### Task requirements
Below are records; give the number of their lines that contain "config", and only that number.

====== Task material ======

// 核心模块 - 状态引擎基础设施
// 开发心理：错误类型和配置是所有子状态共享的底层支持

pub mod error;
pub mod config;

// 重新导出核心类型
pub use error::{StateError, Result};
pub use config::{StateConfig, NumericLimits, Bounds, CrossStateRules, RuleMode};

======

### Problem solution
2